Apple cake
Turning leaves, colder winds, crisp mornings and rain that smells like goodbye — autumn is once again upon us and we’re really happy to have it. There are many fruit and vegetables that can claim the title of ultimate autumn food. That ultimate autumn food is, like beauty, in the eye of the beholder. For us, however, apples somehow spell autumn more clearly and deliciously than any other fruit or vegetable.
The amount of things you could make from or with apples is astounding. You’ve got pies and cakes, of course, but you can also bake them on their own or in dough, or shred them to add to a healthy salad, mash them for apple sauce, jam or apple treacle. Apples are great.

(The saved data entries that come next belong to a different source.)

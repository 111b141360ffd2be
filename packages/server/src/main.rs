#![cfg_attr(feature = "fail-on-warnings", deny(warnings))]
#![warn(clippy::all, clippy::pedantic, clippy::nursery, clippy::cargo)]
#![allow(clippy::multiple_crate_versions)]

//! EnvWatch API server binary.

#[actix_web::main]
async fn main() -> std::io::Result<()> {
    envwatch_server::run_server().await
}
//! HTTP handler functions for the EnvWatch API.

use actix_web::http::header;
use actix_web::{HttpResponse, web};
use envwatch_heatmap::HeatmapError;
use envwatch_heatmap_models::HeatmapFilter;
use envwatch_server_models::{ApiError, ApiHealth, FilterQueryParams, NearStopResponse};

use crate::AppState;

/// Response header reporting whether a heatmap came from the cache.
pub const CACHE_HEADER: &str = "X-Cache";

/// `GET /`
///
/// Redirects to the heatmap.
pub async fn index() -> HttpResponse {
    HttpResponse::Found()
        .insert_header((header::LOCATION, "/api/heatmap"))
        .finish()
}

/// `GET /api/health`
pub async fn health(state: web::Data<AppState>) -> HttpResponse {
    let loaded_at = state.store.current().ok().map(|s| s.loaded_at());

    HttpResponse::Ok().json(ApiHealth {
        healthy: true,
        version: env!("CARGO_PKG_VERSION").to_string(),
        snapshot_loaded: loaded_at.is_some(),
        snapshot_loaded_at: loaded_at,
    })
}

/// `GET /api/stops`
///
/// Lists every stop in canonical order.
pub async fn stops(state: web::Data<AppState>) -> HttpResponse {
    match state.service.stops().await {
        Ok(stops) => HttpResponse::Ok().json(stops),
        Err(e) => error_response(&e),
    }
}

/// `GET /api/heatmap`
///
/// Returns one weighted point per stop. Accepts `bucket` (or `quart`) and
/// `category` filters.
pub async fn heatmap(
    state: web::Data<AppState>,
    params: web::Query<FilterQueryParams>,
) -> HttpResponse {
    let filter = HeatmapFilter::from(params.into_inner());

    match state.service.get_heatmap(&filter).await {
        Ok(heatmap) => HttpResponse::Ok()
            .insert_header((CACHE_HEADER, if heatmap.from_cache { "HIT" } else { "MISS" }))
            .json(&*heatmap.results),
        Err(e) => error_response(&e),
    }
}

/// `GET /api/stops/frequency/{stop_id}`
///
/// Returns the stop's schedule frequency and nearby incident count.
pub async fn stop_frequency(state: web::Data<AppState>, path: web::Path<String>) -> HttpResponse {
    match state.service.stop_summary(&path).await {
        Ok(summary) => HttpResponse::Ok().json(summary),
        Err(e) => error_response(&e),
    }
}

/// `GET /api/crimes/near-stop/{stop_id}`
///
/// Returns the incidents within the proximity radius of a stop, nearest
/// first.
pub async fn crimes_near_stop(
    state: web::Data<AppState>,
    path: web::Path<String>,
) -> HttpResponse {
    match state.service.incidents_near_stop(&path).await {
        Ok((stop, crimes)) => HttpResponse::Ok().json(NearStopResponse { stop, crimes }),
        Err(e) => error_response(&e),
    }
}

/// `GET /api/crimes/filter`
///
/// Returns incidents matching `bucket` (or `quart`) and `category`, most
/// recent first.
pub async fn crimes_filter(
    state: web::Data<AppState>,
    params: web::Query<FilterQueryParams>,
) -> HttpResponse {
    let filter = HeatmapFilter::from(params.into_inner());

    match state.service.filter_incidents(&filter).await {
        Ok(incidents) => HttpResponse::Ok().json(incidents),
        Err(e) => error_response(&e),
    }
}

/// Maps a [`HeatmapError`] to its HTTP status with a JSON error body.
fn error_response(e: &HeatmapError) -> HttpResponse {
    let body = ApiError::new(e.to_string());

    match e {
        HeatmapError::NotFound { .. } => HttpResponse::NotFound().json(body),
        HeatmapError::InvalidFilter { .. } => HttpResponse::BadRequest().json(body),
        HeatmapError::UpstreamUnavailable { .. } | HeatmapError::ComputeTimeout { .. } => {
            log::error!("Request failed: {e}");
            HttpResponse::ServiceUnavailable().json(body)
        }
    }
}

We didn’t get any apples from our garden this year. We haven’t had apples since our one surviving apple tree threw in the towel about four years ago. The new one we bought this spring succumbed to the summer heat — which is why it’s safest to plant trees in late autumn. Yet we buy apples and, now that it’s apple season, people give us apples from their gardens.
This is how we ended up with three apples from three different varieties and no one willing to eat them raw any longer. There was a Granny Smith, a Red Delicious, and a Gala. Clearly, the situation called for an apple dessert. And because we like the simple things in life — tart Tatin is delicious but it sounds like a lot of work — I had just the recipe.
Apple cake:
2 eggs
3/4 cup sugar, granulated (it’s about 80 g, because we don’t like things too sweet)
1 cup flour + 1 tsp baking powder (or half-and-half baking powder and sodium bicarbonate)
1/4 cup sunflower oil (or whatever seed oil you have)
3 medium apples, shredded on the largest-hole side of the shredder
cinnamon to sprinkle the apples
1 cup chopped walnuts (optional) It’s richer with them but I didn’t have any on hand.
Process:
Pre-heat oven to 180 C/350 F.
Peel and shred apples, sprinkle cinnamon, set aside
Beat eggs and sugar into submission and fluffiness with a mixer or by hand if you have strong hands.
Add flour.
Add the apples and mix with a spoon, pour into lightly buttered pan.
Bake for about half an hour or until golden and set, and enjoy. Of course it will be just as moist and flavourful with one variety of apple but the three-variety thing adds a certain fanciness, also known — fancily — as je ne sais quoi, to the cake.